Your instructions: Show every line of the data that includes the word "https".

Extracted material:
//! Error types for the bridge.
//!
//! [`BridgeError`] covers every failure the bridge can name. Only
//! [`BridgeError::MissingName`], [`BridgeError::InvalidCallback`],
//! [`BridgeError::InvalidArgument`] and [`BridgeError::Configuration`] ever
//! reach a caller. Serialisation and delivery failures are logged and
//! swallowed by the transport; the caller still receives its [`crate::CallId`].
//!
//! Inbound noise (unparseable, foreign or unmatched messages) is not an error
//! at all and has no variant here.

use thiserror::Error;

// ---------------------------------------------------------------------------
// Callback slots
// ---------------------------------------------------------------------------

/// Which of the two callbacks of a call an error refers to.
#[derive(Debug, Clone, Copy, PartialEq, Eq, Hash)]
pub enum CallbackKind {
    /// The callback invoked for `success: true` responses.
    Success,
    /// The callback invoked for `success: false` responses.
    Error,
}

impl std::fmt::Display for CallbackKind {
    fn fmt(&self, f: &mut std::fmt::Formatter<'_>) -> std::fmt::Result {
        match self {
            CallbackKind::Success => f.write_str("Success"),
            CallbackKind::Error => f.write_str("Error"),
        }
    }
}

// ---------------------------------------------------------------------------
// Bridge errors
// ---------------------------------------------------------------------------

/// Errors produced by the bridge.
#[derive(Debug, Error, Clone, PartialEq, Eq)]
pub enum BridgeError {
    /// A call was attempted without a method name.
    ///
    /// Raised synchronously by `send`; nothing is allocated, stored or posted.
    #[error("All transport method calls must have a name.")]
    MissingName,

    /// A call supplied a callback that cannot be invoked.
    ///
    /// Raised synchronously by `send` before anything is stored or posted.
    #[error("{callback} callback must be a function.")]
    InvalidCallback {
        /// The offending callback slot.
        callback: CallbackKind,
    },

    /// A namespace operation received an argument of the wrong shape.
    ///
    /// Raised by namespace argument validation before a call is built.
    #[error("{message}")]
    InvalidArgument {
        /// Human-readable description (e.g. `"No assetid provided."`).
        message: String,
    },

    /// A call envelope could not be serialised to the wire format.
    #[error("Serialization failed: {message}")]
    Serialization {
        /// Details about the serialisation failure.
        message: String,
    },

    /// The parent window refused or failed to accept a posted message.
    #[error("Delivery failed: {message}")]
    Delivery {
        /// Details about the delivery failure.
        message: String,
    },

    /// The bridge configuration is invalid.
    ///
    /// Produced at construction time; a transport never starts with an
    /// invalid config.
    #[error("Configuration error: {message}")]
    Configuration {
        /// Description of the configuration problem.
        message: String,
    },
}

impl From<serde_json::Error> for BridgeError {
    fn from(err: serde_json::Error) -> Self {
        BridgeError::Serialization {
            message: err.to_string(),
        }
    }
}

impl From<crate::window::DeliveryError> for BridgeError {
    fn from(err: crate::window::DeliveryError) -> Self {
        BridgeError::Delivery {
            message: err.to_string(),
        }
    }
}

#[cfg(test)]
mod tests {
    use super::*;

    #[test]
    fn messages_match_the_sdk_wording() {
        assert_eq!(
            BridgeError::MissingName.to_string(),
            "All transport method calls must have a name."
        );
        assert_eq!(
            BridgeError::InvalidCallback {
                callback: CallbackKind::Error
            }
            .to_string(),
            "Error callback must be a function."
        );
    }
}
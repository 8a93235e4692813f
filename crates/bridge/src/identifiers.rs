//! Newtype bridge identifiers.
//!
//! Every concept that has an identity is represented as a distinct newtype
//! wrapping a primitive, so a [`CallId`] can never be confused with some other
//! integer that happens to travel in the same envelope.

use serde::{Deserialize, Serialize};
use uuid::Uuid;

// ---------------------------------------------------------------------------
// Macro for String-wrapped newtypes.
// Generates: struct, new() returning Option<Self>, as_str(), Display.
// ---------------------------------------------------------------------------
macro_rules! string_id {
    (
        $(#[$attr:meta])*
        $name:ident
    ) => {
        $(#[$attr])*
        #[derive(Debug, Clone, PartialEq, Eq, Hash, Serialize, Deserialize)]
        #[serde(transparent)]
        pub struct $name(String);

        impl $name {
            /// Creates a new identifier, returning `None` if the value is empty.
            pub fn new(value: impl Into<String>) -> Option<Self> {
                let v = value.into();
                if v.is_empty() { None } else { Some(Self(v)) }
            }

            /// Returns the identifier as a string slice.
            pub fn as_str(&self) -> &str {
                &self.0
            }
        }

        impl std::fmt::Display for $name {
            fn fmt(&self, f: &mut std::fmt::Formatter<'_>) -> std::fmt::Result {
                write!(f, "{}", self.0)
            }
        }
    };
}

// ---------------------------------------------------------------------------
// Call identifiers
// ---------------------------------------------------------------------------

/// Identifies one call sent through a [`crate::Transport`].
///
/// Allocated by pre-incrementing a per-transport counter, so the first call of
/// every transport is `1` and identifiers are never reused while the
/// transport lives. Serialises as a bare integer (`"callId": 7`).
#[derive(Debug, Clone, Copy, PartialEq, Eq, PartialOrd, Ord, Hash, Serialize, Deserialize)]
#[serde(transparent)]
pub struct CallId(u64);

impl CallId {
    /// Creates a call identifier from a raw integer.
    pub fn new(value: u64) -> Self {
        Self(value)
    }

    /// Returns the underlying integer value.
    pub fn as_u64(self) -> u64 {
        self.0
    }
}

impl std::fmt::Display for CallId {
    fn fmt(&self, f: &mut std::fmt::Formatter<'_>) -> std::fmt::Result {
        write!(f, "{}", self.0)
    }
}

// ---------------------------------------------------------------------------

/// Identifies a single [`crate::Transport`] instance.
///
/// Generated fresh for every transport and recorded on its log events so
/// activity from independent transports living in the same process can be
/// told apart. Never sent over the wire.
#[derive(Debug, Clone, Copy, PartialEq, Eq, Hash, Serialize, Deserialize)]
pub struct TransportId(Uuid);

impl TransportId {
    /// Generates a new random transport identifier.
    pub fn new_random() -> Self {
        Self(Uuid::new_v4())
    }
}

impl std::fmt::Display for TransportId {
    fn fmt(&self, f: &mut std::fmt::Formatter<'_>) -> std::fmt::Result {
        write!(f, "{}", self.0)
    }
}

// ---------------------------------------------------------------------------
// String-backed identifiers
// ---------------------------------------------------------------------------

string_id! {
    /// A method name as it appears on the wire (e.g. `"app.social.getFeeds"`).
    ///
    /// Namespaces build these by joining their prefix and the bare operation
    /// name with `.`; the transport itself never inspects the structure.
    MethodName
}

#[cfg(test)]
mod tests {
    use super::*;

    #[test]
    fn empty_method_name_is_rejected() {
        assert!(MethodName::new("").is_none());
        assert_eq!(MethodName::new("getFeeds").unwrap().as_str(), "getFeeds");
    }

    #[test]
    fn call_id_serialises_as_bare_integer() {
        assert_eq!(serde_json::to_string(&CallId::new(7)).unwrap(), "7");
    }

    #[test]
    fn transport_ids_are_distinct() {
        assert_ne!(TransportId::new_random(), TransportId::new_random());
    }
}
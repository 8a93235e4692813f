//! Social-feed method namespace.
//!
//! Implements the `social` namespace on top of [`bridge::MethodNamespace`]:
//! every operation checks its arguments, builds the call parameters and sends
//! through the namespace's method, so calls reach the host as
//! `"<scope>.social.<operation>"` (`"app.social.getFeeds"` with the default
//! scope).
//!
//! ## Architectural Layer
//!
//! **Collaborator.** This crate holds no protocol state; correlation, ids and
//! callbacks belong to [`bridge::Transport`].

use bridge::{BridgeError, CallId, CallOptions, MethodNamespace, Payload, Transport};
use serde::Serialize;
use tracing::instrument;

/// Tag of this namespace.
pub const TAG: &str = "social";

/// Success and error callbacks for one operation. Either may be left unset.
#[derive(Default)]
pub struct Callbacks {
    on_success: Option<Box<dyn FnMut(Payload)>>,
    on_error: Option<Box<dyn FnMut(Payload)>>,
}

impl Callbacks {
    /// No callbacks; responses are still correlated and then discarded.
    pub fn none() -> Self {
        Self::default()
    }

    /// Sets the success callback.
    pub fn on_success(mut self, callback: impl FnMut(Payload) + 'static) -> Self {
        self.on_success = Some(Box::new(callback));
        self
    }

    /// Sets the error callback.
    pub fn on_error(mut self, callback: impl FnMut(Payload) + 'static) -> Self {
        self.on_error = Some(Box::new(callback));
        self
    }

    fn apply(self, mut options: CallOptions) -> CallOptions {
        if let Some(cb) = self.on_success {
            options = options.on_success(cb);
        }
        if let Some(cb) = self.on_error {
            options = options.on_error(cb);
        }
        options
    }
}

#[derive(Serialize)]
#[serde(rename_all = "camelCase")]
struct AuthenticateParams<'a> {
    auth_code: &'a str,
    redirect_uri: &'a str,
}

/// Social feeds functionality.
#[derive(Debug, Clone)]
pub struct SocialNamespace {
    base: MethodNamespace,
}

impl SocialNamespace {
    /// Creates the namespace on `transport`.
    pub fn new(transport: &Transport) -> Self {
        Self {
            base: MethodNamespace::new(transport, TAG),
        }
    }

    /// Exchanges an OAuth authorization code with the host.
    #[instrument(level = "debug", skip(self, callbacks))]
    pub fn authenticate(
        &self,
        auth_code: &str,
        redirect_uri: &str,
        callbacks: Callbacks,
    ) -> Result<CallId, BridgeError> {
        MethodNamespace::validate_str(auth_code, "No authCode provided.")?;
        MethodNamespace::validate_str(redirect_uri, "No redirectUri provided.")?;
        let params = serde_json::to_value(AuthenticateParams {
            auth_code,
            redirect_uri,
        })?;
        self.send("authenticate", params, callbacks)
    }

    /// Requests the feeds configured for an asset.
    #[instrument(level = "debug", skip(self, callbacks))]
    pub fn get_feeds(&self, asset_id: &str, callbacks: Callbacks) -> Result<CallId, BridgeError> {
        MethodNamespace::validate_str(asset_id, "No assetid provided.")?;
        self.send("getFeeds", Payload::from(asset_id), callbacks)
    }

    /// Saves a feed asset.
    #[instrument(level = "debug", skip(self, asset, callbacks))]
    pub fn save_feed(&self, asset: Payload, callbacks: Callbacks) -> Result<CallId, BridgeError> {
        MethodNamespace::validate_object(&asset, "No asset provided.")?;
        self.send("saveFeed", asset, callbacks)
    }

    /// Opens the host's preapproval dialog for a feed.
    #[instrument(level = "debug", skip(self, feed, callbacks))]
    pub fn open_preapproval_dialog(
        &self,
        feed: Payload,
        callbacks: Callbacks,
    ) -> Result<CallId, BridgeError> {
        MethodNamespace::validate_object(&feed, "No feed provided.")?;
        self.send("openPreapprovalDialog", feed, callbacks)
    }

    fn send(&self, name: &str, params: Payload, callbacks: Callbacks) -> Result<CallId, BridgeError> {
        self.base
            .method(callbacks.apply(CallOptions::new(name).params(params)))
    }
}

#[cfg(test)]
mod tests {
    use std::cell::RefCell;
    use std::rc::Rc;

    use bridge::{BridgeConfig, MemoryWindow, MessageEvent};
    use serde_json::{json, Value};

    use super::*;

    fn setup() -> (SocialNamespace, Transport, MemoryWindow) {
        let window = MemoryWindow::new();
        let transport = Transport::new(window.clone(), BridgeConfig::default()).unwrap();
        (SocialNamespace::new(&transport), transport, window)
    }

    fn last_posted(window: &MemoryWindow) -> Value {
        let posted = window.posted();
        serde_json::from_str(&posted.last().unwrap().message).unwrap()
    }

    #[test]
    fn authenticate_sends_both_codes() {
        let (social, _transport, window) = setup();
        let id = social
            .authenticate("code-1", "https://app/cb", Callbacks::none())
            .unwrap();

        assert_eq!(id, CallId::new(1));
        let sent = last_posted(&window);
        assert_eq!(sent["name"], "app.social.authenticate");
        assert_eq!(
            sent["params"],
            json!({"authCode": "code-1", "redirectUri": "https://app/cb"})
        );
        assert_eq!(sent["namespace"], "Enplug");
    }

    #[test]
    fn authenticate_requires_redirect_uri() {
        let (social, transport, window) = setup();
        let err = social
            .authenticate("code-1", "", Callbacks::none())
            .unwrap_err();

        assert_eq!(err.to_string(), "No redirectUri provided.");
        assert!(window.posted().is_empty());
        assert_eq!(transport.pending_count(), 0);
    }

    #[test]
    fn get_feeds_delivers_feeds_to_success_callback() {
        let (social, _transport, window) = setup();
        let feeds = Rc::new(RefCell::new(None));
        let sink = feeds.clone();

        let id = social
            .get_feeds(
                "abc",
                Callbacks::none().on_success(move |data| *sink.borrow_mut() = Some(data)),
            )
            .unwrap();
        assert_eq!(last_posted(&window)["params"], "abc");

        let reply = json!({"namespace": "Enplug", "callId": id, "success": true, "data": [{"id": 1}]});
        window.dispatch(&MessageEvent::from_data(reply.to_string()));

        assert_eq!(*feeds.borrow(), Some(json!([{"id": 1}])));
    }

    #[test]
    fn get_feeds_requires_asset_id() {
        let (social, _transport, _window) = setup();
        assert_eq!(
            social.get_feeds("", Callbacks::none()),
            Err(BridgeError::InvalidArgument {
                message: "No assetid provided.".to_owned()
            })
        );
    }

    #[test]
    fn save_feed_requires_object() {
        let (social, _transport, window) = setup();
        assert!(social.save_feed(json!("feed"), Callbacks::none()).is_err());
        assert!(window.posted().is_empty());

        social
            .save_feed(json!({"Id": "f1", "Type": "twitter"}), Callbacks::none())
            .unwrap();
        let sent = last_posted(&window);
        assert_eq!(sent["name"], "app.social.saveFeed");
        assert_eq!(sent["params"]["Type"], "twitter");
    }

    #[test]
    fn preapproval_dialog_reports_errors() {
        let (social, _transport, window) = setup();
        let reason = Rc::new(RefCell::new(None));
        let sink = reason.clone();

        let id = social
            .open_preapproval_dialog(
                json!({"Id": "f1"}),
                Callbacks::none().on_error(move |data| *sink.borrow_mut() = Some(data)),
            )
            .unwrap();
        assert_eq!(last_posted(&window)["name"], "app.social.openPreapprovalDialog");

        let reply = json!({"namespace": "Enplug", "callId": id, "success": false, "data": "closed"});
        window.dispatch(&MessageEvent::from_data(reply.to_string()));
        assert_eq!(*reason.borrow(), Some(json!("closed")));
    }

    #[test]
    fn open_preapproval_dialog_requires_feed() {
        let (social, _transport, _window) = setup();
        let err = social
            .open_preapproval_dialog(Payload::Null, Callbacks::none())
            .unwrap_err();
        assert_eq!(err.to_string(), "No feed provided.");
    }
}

Written reply:
            .authenticate("code-1", "https://app/cb", Callbacks::none())
            json!({"authCode": "code-1", "redirectUri": "https://app/cb"})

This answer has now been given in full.